DP-SGD-Global-Adapt-V2-S: Triad Improvements of Privacy, Accuracy and Fairness via Step Decay Noise Multiplier and Step Decay Upper Clipping Threshold
Sai Venkatesh Chilukoti, Md Imran Hossen, Liqun Shan, Vijay Srinivas Tida, Mahathir Mohammad Bappy, Wenmeng Tian, Xiai Hei
TL;DR
This work targets the trade-offs between privacy, accuracy, and fairness in DP-SGD by identifying convergence issues in DP-SGD-Global-Adapt and proposing DP-SGD-Global-Adapt-V2-S, which combines step-decay noise with step-decay clipping and DP-PSAC clipping when needed. The approach is formalized with decay schedulers (linear, time, and step) and a tCDP-based privacy accountant to track cumulative privacy loss across epochs. Empirical results across MNIST, CIFAR-10, CIFAR-100, unbalanced MNIST, and Thinwall show that step-decay noise yields faster convergence and higher utility, while enhancing fairness as measured by reduced privacy cost gaps.
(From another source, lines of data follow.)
use anyhow::Result;
use clap::{Parser, Subcommand};
use indicatif::{ProgressBar, ProgressStyle};
use std::path::{Path, PathBuf};
use tracing::info;

use vnsplice::discovery;
use vnsplice::engines;
use vnsplice::pipeline::{self, ExtractOptions, InjectOptions, RunStats};
use vnsplice::registry::EngineRegistry;

#[derive(Parser, Debug)]
#[command(name = "vnsplice")]
#[command(about = "Round-trip text extractor and injector for visual novel scripts")]
#[command(version)]
struct Args {
    #[command(subcommand)]
    command: Command,
}

#[derive(Subcommand, Debug)]
enum Command {
    /// Extract translatable units from script files into .units.json sidecars
    Extract {
        /// Root directory to scan for script files
        root_dir: PathBuf,

        /// Overwrite even files that already have a sidecar
        #[arg(long)]
        overwrite_all: bool,

        /// Abort on first error
        #[arg(long)]
        fail_fast: bool,

        /// Verify the identity round-trip for every file; mismatches fail the file
        #[arg(long)]
        strict: bool,

        /// Force a specific engine id instead of per-file detection
        #[arg(long)]
        engine: Option<String>,

        /// Suppress console progress bar
        #[arg(long)]
        no_progress: bool,

        /// Stats output file path
        #[arg(long, default_value = "run_stats.json")]
        stats_out: PathBuf,
    },

    /// Splice edited sidecar units back into script files
    Inject {
        /// Root directory to scan for script files with sidecars
        root_dir: PathBuf,

        /// Overwrite the source files instead of writing <file>.out
        #[arg(long)]
        in_place: bool,

        /// Abort on first error
        #[arg(long)]
        fail_fast: bool,

        /// Suppress console progress bar
        #[arg(long)]
        no_progress: bool,

        /// Stats output file path
        #[arg(long, default_value = "run_stats.json")]
        stats_out: PathBuf,
    },

    /// List registered engines and any registration failures
    Engines,
}

#[tokio::main]
async fn main() -> Result<()> {
    // WHY: structured JSON logging enables observability and debugging in production
    tracing_subscriber::fmt()
        .with_target(false)
        .json()
        .init();

    let args = Args::parse();

    info!("Starting vnsplice");
    info!(?args, "Parsed CLI arguments");

    let registry = engines::builtin_registry();

    match args.command {
        Command::Extract {
            root_dir,
            overwrite_all,
            fail_fast,
            strict,
            engine,
            no_progress,
            stats_out,
        } => {
            validate_root(&root_dir)?;
            let files = discover(&registry, &root_dir, fail_fast).await?;
            let options = ExtractOptions {
                overwrite_all,
                fail_fast,
                strict,
                engine,
                ..ExtractOptions::default()
            };

            let started = std::time::Instant::now();
            let progress = make_progress(files.len(), no_progress);
            let stats = pipeline::extract_files(&registry, &files, &options, progress.clone()).await?;
            if let Some(pb) = progress {
                pb.finish_and_clear();
            }

            let run = RunStats::from_file_stats(stats, started.elapsed().as_millis() as u64);
            pipeline::write_run_stats(&stats_out, &run).await?;
            print_summary("Extraction", &run);
        }

        Command::Inject { root_dir, in_place, fail_fast, no_progress, stats_out } => {
            validate_root(&root_dir)?;
            let files = discover(&registry, &root_dir, fail_fast).await?;
            let options = InjectOptions { in_place, fail_fast, ..InjectOptions::default() };

            let started = std::time::Instant::now();
            let progress = make_progress(files.len(), no_progress);
            let stats = pipeline::inject_files(&registry, &files, &options, progress.clone()).await?;
            if let Some(pb) = progress {
                pb.finish_and_clear();
            }

            let run = RunStats::from_file_stats(stats, started.elapsed().as_millis() as u64);
            pipeline::write_run_stats(&stats_out, &run).await?;
            print_summary("Injection", &run);
        }

        Command::Engines => {
            for id in registry.list() {
                println!("{id}");
            }
            for (id, error) in registry.failures() {
                println!("{id}\tFAILED: {error}");
            }
        }
    }

    Ok(())
}

/// Validate root directory exists early to fail fast with clear error.
fn validate_root(root_dir: &Path) -> Result<()> {
    if !root_dir.exists() {
        anyhow::bail!("Root directory does not exist: {}", root_dir.display());
    }
    if !root_dir.is_dir() {
        anyhow::bail!("Root path is not a directory: {}", root_dir.display());
    }
    Ok(())
}

async fn discover(
    registry: &EngineRegistry,
    root_dir: &Path,
    fail_fast: bool,
) -> Result<Vec<PathBuf>> {
    let extensions = registry.extensions();
    if extensions.is_empty() {
        // Tolerated: zero engines registered means zero candidate files.
        info!("No engines registered; nothing to discover");
        return Ok(Vec::new());
    }

    info!("Starting file discovery in: {}", root_dir.display());
    let config = discovery::DiscoveryConfig { fail_fast, extensions };
    let discovered = discovery::collect_script_files(root_dir, config).await?;

    let valid: Vec<PathBuf> = discovered
        .iter()
        .filter(|f| f.error.is_none())
        .map(|f| f.path.clone())
        .collect();
    let invalid = discovered.len() - valid.len();

    info!("File discovery completed: {} total files found", discovered.len());
    if invalid > 0 {
        info!("Files with issues: {}", invalid);
        for file in discovered.iter().filter(|f| f.error.is_some()) {
            if let Some(ref error) = file.error {
                info!("Issue with {}: {}", file.path.display(), error);
            }
        }
    }

    println!("Found {} script files ({} with issues)", discovered.len(), invalid);
    Ok(valid)
}

fn make_progress(len: usize, no_progress: bool) -> Option<ProgressBar> {
    if no_progress {
        return None;
    }
    let pb = ProgressBar::new(len as u64);
    pb.set_style(
        ProgressStyle::with_template("{bar:40} {pos}/{len} {msg}").unwrap_or_else(|_| ProgressStyle::default_bar()),
    );
    Some(pb)
}

fn print_summary(label: &str, run: &RunStats) {
    println!("{label} complete:");
    println!("  Processed: {} files", run.succeeded);
    println!("  Skipped: {} files", run.skipped);
    if run.failed > 0 {
        println!("  Failed: {} files", run.failed);
        for file in run.files.iter().filter(|f| f.status == "failed") {
            if let Some(ref error) = file.error {
                println!("    {}: {}", file.path, error);
            }
        }
    }
    println!("  Total units: {}", run.total_units);
    println!("  Total time: {}ms", run.total_time_ms);
}
use thiserror::Error;

/// Error taxonomy for parsing, export and registry lookups.
/// WHY: every failure carries enough context (file path, engine id) to
/// diagnose without a debugger; nothing here is retried.
#[derive(Debug, Error)]
pub enum ParserError {
    /// The input does not match any recognized dialect marker.
    #[error("unsupported format for {path}: {reason}")]
    UnsupportedFormat { path: String, reason: String },

    /// Registry lookup with an identifier nobody registered.
    #[error("unknown engine id: {0}")]
    UnknownEngine(String),

    /// An encoding tag recorded at parse time no longer resolves to a codec.
    #[error("unknown encoding tag: {0}")]
    UnknownEncoding(String),

    /// A dialect profile pattern failed to compile.
    #[error("invalid dialect profile {id}: {source}")]
    InvalidProfile {
        id: String,
        #[source]
        source: regex::Error,
    },

    /// A recorded span no longer fits the source text it was captured from
    /// (tampered units file, or the source changed on disk after extraction).
    #[error("span [{start}, {end}) for unit {id} is out of range for the source text")]
    InvalidSpan { id: String, start: usize, end: usize },

    /// Strict-mode verification found output bytes differing from input
    /// with no edits applied.
    #[error("round-trip mismatch for {path} (engine {engine_id})")]
    RoundTrip { path: String, engine_id: String },
}
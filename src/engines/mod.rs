// Built-in dialect engines. Registration is explicit and ordered: the host
// calls `register_builtin_engines` (or `builtin_registry`) at startup; there
// are no import-time side effects.

use std::sync::Arc;

use crate::registry::{EngineRegistry, ScriptParser};

pub mod kirikiri;

/// Register every built-in engine into `registry`. A dialect whose profile
/// fails to build is recorded as a failure and skipped; the rest still
/// register.
pub fn register_builtin_engines(registry: &mut EngineRegistry) {
    for (engine_id, factory) in BUILTIN_ENGINES {
        match factory() {
            Ok(parser) => registry.register(engine_id, parser),
            Err(error) => registry.record_failure(engine_id, &error),
        }
    }
}

/// Construct a registry populated with the built-in engines.
pub fn builtin_registry() -> EngineRegistry {
    let mut registry = EngineRegistry::new();
    register_builtin_engines(&mut registry);
    registry
}

type EngineFactory = fn() -> Result<Arc<dyn ScriptParser>, crate::error::ParserError>;

/// Built-in (id, factory) pairs in registration order.
const BUILTIN_ENGINES: &[(&str, EngineFactory)] = &[
    ("kirikiri.ks", kirikiri::new_default),
    ("kirikiri.ks.yandere", kirikiri::new_yandere),
];
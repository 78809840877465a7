// Terminator-preserving line iteration and the segmentation pass itself.

use std::collections::BTreeMap;

use tracing::debug;

use super::profile::{DialectProfile, LineClass};
use super::{TextSpan, TextUnit, META_TERMINATOR, META_TRAILING_TAIL};

/// Iterator over physical lines that keeps each line's terminator attached.
///
/// WHY: normalizing terminators globally breaks byte-exact round-trips on
/// mixed-terminator files, so every line carries its own `\r\n`, `\n`, `\r`,
/// or nothing for a final unterminated line.
pub struct LinesKeepEnds<'t> {
    rest: &'t str,
}

/// Split text into physical lines, terminators attached.
pub fn lines_keep_ends(text: &str) -> LinesKeepEnds<'_> {
    LinesKeepEnds { rest: text }
}

impl<'t> Iterator for LinesKeepEnds<'t> {
    type Item = &'t str;

    fn next(&mut self) -> Option<&'t str> {
        if self.rest.is_empty() {
            return None;
        }
        let bytes = self.rest.as_bytes();
        let mut end = bytes.len();
        for (i, &b) in bytes.iter().enumerate() {
            match b {
                b'\n' => {
                    end = i + 1;
                    break;
                }
                b'\r' => {
                    end = if bytes.get(i + 1) == Some(&b'\n') { i + 2 } else { i + 1 };
                    break;
                }
                _ => {}
            }
        }
        let (line, rest) = self.rest.split_at(end);
        self.rest = rest;
        Some(line)
    }
}

/// Split one physical line into `(content, terminator)`.
/// The terminator is exactly `"\r\n"`, `"\n"`, `"\r"`, or `""`.
pub fn split_terminator(line: &str) -> (&str, &str) {
    if let Some(content) = line.strip_suffix("\r\n") {
        (content, "\r\n")
    } else if let Some(content) = line.strip_suffix('\n') {
        (content, "\n")
    } else if let Some(content) = line.strip_suffix('\r') {
        (content, "\r")
    } else {
        (line, "")
    }
}

/// Mutable state scoped to one traversal, discarded at the end.
#[derive(Debug, Default)]
struct ParseState {
    speaker: Option<String>,
    next_index: usize,
}

/// Walk the decoded text line by line and emit one text unit per text line,
/// with a covering span over the decoded text.
///
/// Non-text lines (blank, comment, label, speaker declaration, control-only)
/// pass through untouched and emit nothing; speaker declarations update the
/// running speaker, last one wins. Unit ids are `"<file_path>:<index>"` with
/// a monotonically increasing index, so edits never change ids.
pub fn segment(
    text: &str,
    profile: &DialectProfile,
    file_path: &str,
) -> (Vec<TextUnit>, Vec<TextSpan>) {
    let mut units = Vec::new();
    let mut spans = Vec::new();
    let mut state = ParseState::default();
    let mut offset = 0usize;

    for line in lines_keep_ends(text) {
        let start = offset;
        offset += line.len();
        let (content, terminator) = split_terminator(line);

        match profile.classify(content) {
            LineClass::Blank | LineClass::Comment | LineClass::Label | LineClass::ControlOnly => {}
            LineClass::Speaker(name) => {
                state.speaker = Some(name.to_string());
            }
            LineClass::Text => {
                let (body, tail) = profile.split_trailing_tail(content);

                let id = format!("{file_path}:{}", state.next_index);
                state.next_index += 1;

                let mut meta = BTreeMap::new();
                meta.insert(META_TERMINATOR.to_string(), terminator.to_string());
                if let Some(tail) = tail {
                    meta.insert(META_TRAILING_TAIL.to_string(), tail.to_string());
                }

                units.push(TextUnit {
                    id: id.clone(),
                    text: format!("{body}{terminator}"),
                    speaker: state.speaker.clone(),
                    meta,
                });
                spans.push(TextSpan { id, start, end: offset });
            }
        }
    }

    debug!(
        file_path,
        profile = %profile.id,
        units = units.len(),
        "segmentation pass complete"
    );
    (units, spans)
}
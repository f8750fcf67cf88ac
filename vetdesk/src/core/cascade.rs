//! Species → breed cascading selection shared by the wizard and the search view.
//!
//! Invariant: the selected breed is either empty or one of the breeds loaded
//! for the currently selected species.

use thiserror::Error;

use crate::core::types::Breed;

#[derive(Debug, Clone, PartialEq, Eq, Error)]
pub enum CascadeError {
    #[error("selecciona una especie antes de elegir raza")]
    NoSpecies,
    #[error("la raza {0} no pertenece a la especie seleccionada")]
    UnknownBreed(i64),
}

/// What the caller must do with the breed list after a species change.
#[derive(Debug, Clone, Copy, PartialEq, Eq)]
pub enum BreedRefresh {
    /// Fetch breeds for this species and hand them to [`BreedCascade::apply_breeds`].
    Fetch(i64),
    /// Species was emptied; the breed list is already cleared.
    Cleared,
}

#[derive(Debug, Clone, Default, PartialEq, Eq)]
pub struct BreedCascade {
    species_id: Option<i64>,
    breed_id: Option<i64>,
    breeds: Vec<Breed>,
}

impl BreedCascade {
    pub fn species_id(&self) -> Option<i64> {
        self.species_id
    }

    pub fn breed_id(&self) -> Option<i64> {
        self.breed_id
    }

    pub fn breeds(&self) -> &[Breed] {
        &self.breeds
    }

    /// Breed selector is disabled while no species is selected.
    pub fn breed_selector_enabled(&self) -> bool {
        self.species_id.is_some()
    }

    /// Change species. Always drops the breed selection and the loaded list.
    pub fn select_species(&mut self, species_id: Option<i64>) -> BreedRefresh {
        self.species_id = species_id;
        self.breed_id = None;
        self.breeds.clear();
        match species_id {
            Some(id) => BreedRefresh::Fetch(id),
            None => BreedRefresh::Cleared,
        }
    }

    /// Install a fetched breed list. Returns `false` (and changes nothing) when
    /// the list belongs to a species that is no longer selected.
    pub fn apply_breeds(&mut self, species_id: i64, breeds: Vec<Breed>) -> bool {
        if self.species_id != Some(species_id) {
            return false;
        }
        self.breeds = breeds;
        true
    }

    pub fn select_breed(&mut self, breed_id: Option<i64>) -> Result<(), CascadeError> {
        let Some(id) = breed_id else {
            self.breed_id = None;
            return Ok(());
        };
        if self.species_id.is_none() {
            return Err(CascadeError::NoSpecies);
        }
        if !self.breeds.iter().any(|breed| breed.id == id) {
            return Err(CascadeError::UnknownBreed(id));
        }
        self.breed_id = Some(id);
        Ok(())
    }
}
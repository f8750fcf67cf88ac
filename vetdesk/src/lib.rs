//! Client for the veterinary clinic REST backend.
//!
//! The crate mirrors the clinic's front-desk screens as plain Rust values.
//! The architecture keeps a strict separation:
//!
//! - **[`core`]**: Pure, deterministic logic (wizard state machine, cascading
//!   species/breed selection, form validation, error mapping, route gating).
//!   No I/O, fully testable in isolation.
//! - **[`io`]**: Side-effecting operations (HTTP backend, session storage,
//!   configuration files). Isolated behind traits so tests can script them.
//!
//! View modules ([`auth`], [`session`], [`wizard_flow`], [`search`]) coordinate
//! core logic with I/O to implement CLI commands.

pub mod auth;
pub mod core;
pub mod exit_codes;
pub mod io;
pub mod logging;
pub mod search;
pub mod session;
#[cfg(any(test, feature = "test-support"))]
pub mod test_support;
pub mod wizard_flow;
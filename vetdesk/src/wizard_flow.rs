//! Pet registration wizard wired to the backend.
//!
//! [`PetRegistration`] owns the [`Wizard`] drafts for as long as the wizard is
//! open and performs the catalog, lookup and submission calls the state
//! machine asks for. Submission is strictly sequential: the pet is only
//! created after the owner creation (when needed) has succeeded.

use chrono::NaiveDate;
use thiserror::Error;
use tracing::{debug, info, instrument, warn};

use crate::core::cascade::BreedRefresh;
use crate::core::errors::{SPECIES_FETCH_FAILED, SUBMISSION_FAILED, lookup_failure_message};
use crate::core::session::Session;
use crate::core::types::{PetSummary, Species};
use crate::core::wizard::{OwnerExistence, Wizard, WizardError, WizardStep};
use crate::io::backend::Backend;

#[derive(Debug, Clone, PartialEq, Eq, Error)]
pub enum WizardFlowError {
    /// Rejected locally; no call was made.
    #[error(transparent)]
    Rejected(#[from] WizardError),
    #[error("{0}")]
    Lookup(String),
    /// Owner or pet creation failed; the wizard stays open for a retry.
    #[error("{0}")]
    Submit(String),
}

pub struct PetRegistration<'a, B: Backend + ?Sized> {
    backend: &'a B,
    token: String,
    species: Vec<Species>,
    species_error: Option<String>,
    wizard: Wizard,
}

impl<'a, B: Backend + ?Sized> PetRegistration<'a, B> {
    /// Open the wizard and load the species list.
    ///
    /// A species failure is kept as a notice; the wizard still opens.
    pub async fn open(backend: &'a B, session: &Session) -> Self {
        let (species, species_error) = match backend.list_species().await {
            Ok(species) => (species, None),
            Err(err) => {
                warn!(error = %err, "species fetch failed");
                (Vec::new(), Some(SPECIES_FETCH_FAILED.to_string()))
            }
        };
        Self {
            backend,
            token: session.token.clone(),
            species,
            species_error,
            wizard: Wizard::new(),
        }
    }

    pub fn wizard(&self) -> &Wizard {
        &self.wizard
    }

    pub fn species(&self) -> &[Species] {
        &self.species
    }

    pub fn species_error(&self) -> Option<&str> {
        self.species_error.as_deref()
    }

    pub fn step(&self) -> WizardStep {
        self.wizard.step()
    }

    pub fn existence(&self) -> &OwnerExistence {
        self.wizard.existence()
    }

    pub fn set_pet_name(&mut self, name: impl Into<String>) -> Result<(), WizardError> {
        self.wizard.set_pet_name(name)
    }

    pub fn set_birth_date(&mut self, date: Option<NaiveDate>) -> Result<(), WizardError> {
        self.wizard.set_birth_date(date)
    }

    pub fn set_weight(&mut self, weight: Option<f64>) -> Result<(), WizardError> {
        self.wizard.set_weight(weight)
    }

    pub fn set_allergies(&mut self, allergies: impl Into<String>) -> Result<(), WizardError> {
        self.wizard.set_allergies(allergies)
    }

    pub fn set_diet_info(&mut self, diet_info: impl Into<String>) -> Result<(), WizardError> {
        self.wizard.set_diet_info(diet_info)
    }

    /// Change species and reload its breeds. Breed failures leave an empty list.
    #[instrument(skip(self))]
    pub async fn select_species(&mut self, species_id: Option<i64>) -> Result<(), WizardError> {
        let BreedRefresh::Fetch(id) = self.wizard.select_species(species_id)? else {
            return Ok(());
        };
        let breeds = match self.backend.list_breeds(id).await {
            Ok(breeds) => breeds,
            Err(err) => {
                warn!(species_id = id, error = %err, "breed fetch failed; leaving list empty");
                Vec::new()
            }
        };
        if !self.wizard.apply_breeds(id, breeds) {
            debug!(species_id = id, "discarded breeds for deselected species");
        }
        Ok(())
    }

    pub fn select_breed(&mut self, breed_id: Option<i64>) -> Result<(), WizardError> {
        self.wizard.select_breed(breed_id)
    }

    pub fn advance(&mut self) -> Result<(), WizardError> {
        self.wizard.advance()
    }

    pub fn back(&mut self) -> Result<(), WizardError> {
        self.wizard.back()
    }

    pub fn set_owner_email(&mut self, email: impl Into<String>) -> Result<(), WizardError> {
        self.wizard.set_owner_email(email)
    }

    pub fn set_owner_name(&mut self, name: impl Into<String>) -> Result<(), WizardError> {
        self.wizard.set_owner_name(name)
    }

    pub fn set_owner_dni(&mut self, dni: impl Into<String>) -> Result<(), WizardError> {
        self.wizard.set_owner_dni(dni)
    }

    pub fn set_owner_phone(&mut self, phone: impl Into<String>) -> Result<(), WizardError> {
        self.wizard.set_owner_phone(phone)
    }

    /// Look the owner up by the current email. A failed lookup leaves the
    /// owner unverified, even if an earlier check succeeded.
    #[instrument(skip(self))]
    pub async fn check_owner(&mut self) -> Result<&OwnerExistence, WizardFlowError> {
        let email = self.wizard.owner_lookup_email()?;
        let found = match self.backend.lookup_owner(&self.token, &email).await {
            Ok(found) => found,
            Err(err) => {
                warn!(error = %err, "owner lookup failed");
                self.wizard.fail_owner_lookup(&email);
                return Err(WizardFlowError::Lookup(
                    lookup_failure_message(&err).to_string(),
                ));
            }
        };
        if self.wizard.apply_owner_lookup(&email, found) {
            debug!(existence = ?self.wizard.existence(), "owner lookup applied");
        }
        Ok(self.wizard.existence())
    }

    /// Create the owner if needed, then the pet.
    ///
    /// On success the drafts are discarded. On failure nothing is discarded
    /// and the same submission can be retried.
    #[instrument(skip(self))]
    pub async fn submit(&mut self) -> Result<PetSummary, WizardFlowError> {
        let plan = self.wizard.plan_submission()?;
        if let Some(owner) = &plan.owner {
            self.backend
                .create_owner(&self.token, owner)
                .await
                .map_err(|err| {
                    warn!(error = %err, "owner creation failed; pet not submitted");
                    WizardFlowError::Submit(err.message_or(SUBMISSION_FAILED))
                })?;
            info!(email = %owner.email, "owner created");
        }
        let pet = self
            .backend
            .create_pet(&self.token, &plan.pet)
            .await
            .map_err(|err| {
                warn!(error = %err, "pet creation failed");
                WizardFlowError::Submit(err.message_or(SUBMISSION_FAILED))
            })?;
        info!(name = %pet.name, "pet registered");
        self.wizard.cancel();
        Ok(pet)
    }

    /// Close the wizard, discarding every draft.
    pub fn close(mut self) {
        self.wizard.cancel();
        debug!("wizard closed");
    }
}
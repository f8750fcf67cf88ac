//! Wire and reference types exchanged with the clinic backend.
//!
//! Field names follow the backend's JSON contract; Rust names stay snake_case
//! and are renamed through serde.

use std::fmt;

use chrono::NaiveDate;
use serde::{Deserialize, Serialize};

/// Which login endpoint a credential pair is checked against.
#[derive(Debug, Clone, Copy, PartialEq, Eq, Serialize, Deserialize)]
#[serde(rename_all = "lowercase")]
pub enum LoginRole {
    User,
    Vet,
}

impl LoginRole {
    /// Path segment under `/auth/login/`.
    pub fn as_str(self) -> &'static str {
        match self {
            LoginRole::User => "user",
            LoginRole::Vet => "vet",
        }
    }
}

impl fmt::Display for LoginRole {
    fn fmt(&self, f: &mut fmt::Formatter<'_>) -> fmt::Result {
        f.write_str(self.as_str())
    }
}

#[derive(Debug, Clone, PartialEq, Eq, Serialize, Deserialize)]
pub struct Credentials {
    pub username: String,
    pub password: String,
}

/// User object returned by the backend and persisted with the session.
///
/// The backend has shipped several shapes of this object, so every field is
/// optional.
#[derive(Debug, Clone, Default, PartialEq, Eq, Serialize, Deserialize)]
#[serde(default)]
pub struct UserIdentity {
    #[serde(skip_serializing_if = "Option::is_none")]
    pub id: Option<i64>,
    #[serde(skip_serializing_if = "Option::is_none")]
    pub username: Option<String>,
    #[serde(skip_serializing_if = "Option::is_none")]
    pub name: Option<String>,
    #[serde(skip_serializing_if = "Option::is_none")]
    pub surnames: Option<String>,
    #[serde(skip_serializing_if = "Option::is_none")]
    pub email: Option<String>,
    #[serde(skip_serializing_if = "Option::is_none")]
    pub role: Option<String>,
}

impl UserIdentity {
    /// Best available display name: username, then name, then email.
    pub fn display_name(&self) -> Option<&str> {
        [&self.username, &self.name, &self.email]
            .into_iter()
            .filter_map(|value| value.as_deref())
            .find(|value| !value.trim().is_empty())
    }
}

/// Body of a successful login or registration.
#[derive(Debug, Clone, PartialEq, Eq, Serialize, Deserialize)]
pub struct AuthResponse {
    pub token: String,
    #[serde(default)]
    pub user: UserIdentity,
}

#[derive(Debug, Clone, PartialEq, Eq, Serialize, Deserialize)]
#[serde(rename_all = "camelCase")]
pub struct ActivationRequest {
    pub token: String,
    pub new_password: String,
    pub confirm_password: String,
}

#[derive(Debug, Clone, PartialEq, Eq, Serialize, Deserialize)]
pub struct Species {
    pub id: i64,
    pub name: String,
}

#[derive(Debug, Clone, PartialEq, Eq, Serialize, Deserialize)]
pub struct Breed {
    pub id: i64,
    pub name: String,
}

/// Owner record resolved by the email lookup.
#[derive(Debug, Clone, PartialEq, Eq)]
pub struct OwnerSummary {
    pub email: String,
    pub name: Option<String>,
}

/// Date as the backend renders it: ISO text or epoch milliseconds.
#[derive(Debug, Clone, PartialEq, Eq, Serialize, Deserialize)]
#[serde(untagged)]
pub enum BackendDate {
    Text(String),
    Millis(i64),
}

impl fmt::Display for BackendDate {
    fn fmt(&self, f: &mut fmt::Formatter<'_>) -> fmt::Result {
        match self {
            BackendDate::Text(text) => f.write_str(text.split('T').next().unwrap_or(text)),
            BackendDate::Millis(millis) => match chrono::DateTime::from_timestamp_millis(*millis) {
                Some(at) => write!(f, "{}", at.date_naive()),
                None => write!(f, "{}", millis),
            },
        }
    }
}

/// Pet as listed by `GET /pets` and returned by `POST /pets`.
#[derive(Debug, Clone, PartialEq, Serialize, Deserialize)]
#[serde(rename_all = "camelCase")]
pub struct PetSummary {
    #[serde(default)]
    pub id: Option<i64>,
    pub name: String,
    #[serde(default)]
    pub birth_date: Option<BackendDate>,
    #[serde(default)]
    pub specie: Option<String>,
    #[serde(default)]
    pub breed: Option<String>,
    #[serde(default)]
    pub weight: Option<f64>,
    #[serde(default, rename = "diet_info", alias = "dietInfo")]
    pub diet_info: Option<String>,
    #[serde(default)]
    pub created_at: Option<BackendDate>,
}

/// Body of `POST /pets`.
#[derive(Debug, Clone, PartialEq, Serialize, Deserialize)]
#[serde(rename_all = "camelCase")]
pub struct NewPet {
    pub name: String,
    pub birth_date: NaiveDate,
    pub specie_id: i64,
    pub breed_id: i64,
    pub weight: f64,
    pub diet_info: String,
    /// Owner the pet is attached to.
    pub email: String,
}

/// Body of the owner-creation call issued by the registration wizard.
#[derive(Debug, Clone, PartialEq, Eq, Serialize, Deserialize)]
pub struct NewOwner {
    pub name: String,
    pub surnames: String,
    pub email: String,
    pub phone: String,
    pub dni: String,
    pub role: String,
}

/// Placeholder surnames sent for owners created from the wizard.
pub const NEW_OWNER_SURNAMES: &str = "Owner";
/// Role assigned to owners created from the wizard.
pub const NEW_OWNER_ROLE: &str = "USER";

/// Query for `GET /pets`. Empty filters are left out of the query string.
#[derive(Debug, Clone, Default, PartialEq, Eq)]
pub struct PetFilter {
    pub name: Option<String>,
    pub species_id: Option<i64>,
    pub breed_id: Option<i64>,
}

impl PetFilter {
    pub fn query_pairs(&self) -> Vec<(&'static str, String)> {
        let mut pairs = Vec::new();
        if let Some(name) = self.name.as_deref().map(str::trim).filter(|s| !s.is_empty()) {
            pairs.push(("name", name.to_string()));
        }
        if let Some(id) = self.species_id {
            pairs.push(("specie_id", id.to_string()));
        }
        if let Some(id) = self.breed_id {
            pairs.push(("breed_id", id.to_string()));
        }
        pairs
    }
}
The work also provides explicit mathematical derivations for privacy budgets under various decay schemes and offers practical guidance for hyperparameter selection, contributing to robust, privacy-preserving training in sensitive domains such as additive manufacturing.
Abstract
Differentially Private Stochastic Gradient Descent (DP-SGD) has become a widely used technique for safeguarding sensitive information in deep learning applications. Unfortunately, DPSGD's per-sample gradient clipping and uniform noise addition during training can significantly degrade model utility and fairness. We observe that the latest DP-SGD-Global-Adapt's average gradient norm is the same throughout the training. Even when it is integrated with the existing linear decay noise multiplier, it has little or no advantage. Moreover, we notice that its upper clipping threshold increases exponentially towards the end of training, potentially impacting the models convergence. Other algorithms, DP-PSAC, Auto-S, DP-SGD-Global, and DP-F, have utility and fairness that are similar to or worse than DP-SGD, as demonstrated in experiments. To overcome these problems and improve utility and fairness, we developed the DP-SGD-Global-Adapt-V2-S. It has a step-decay noise multiplier and an upper clipping threshold that is also decayed step-wise. DP-SGD-Global-Adapt-V2-S with a privacy budget ($ε$) of 1 improves accuracy by 0.9795\%, 0.6786\%, and 4.0130\% in MNIST, CIFAR10, and CIFAR100, respectively. It also reduces the privacy cost gap ($π$) by 89.8332% and 60.5541% in unbalanced MNIST and Thinwall datasets, respectively. Finally, we develop mathematical expressions to compute the privacy budget using truncated concentrated differential privacy (tCDP) for DP-SGD-Global-Adapt-V2-T and DP-SGD-Global-Adapt-V2-S.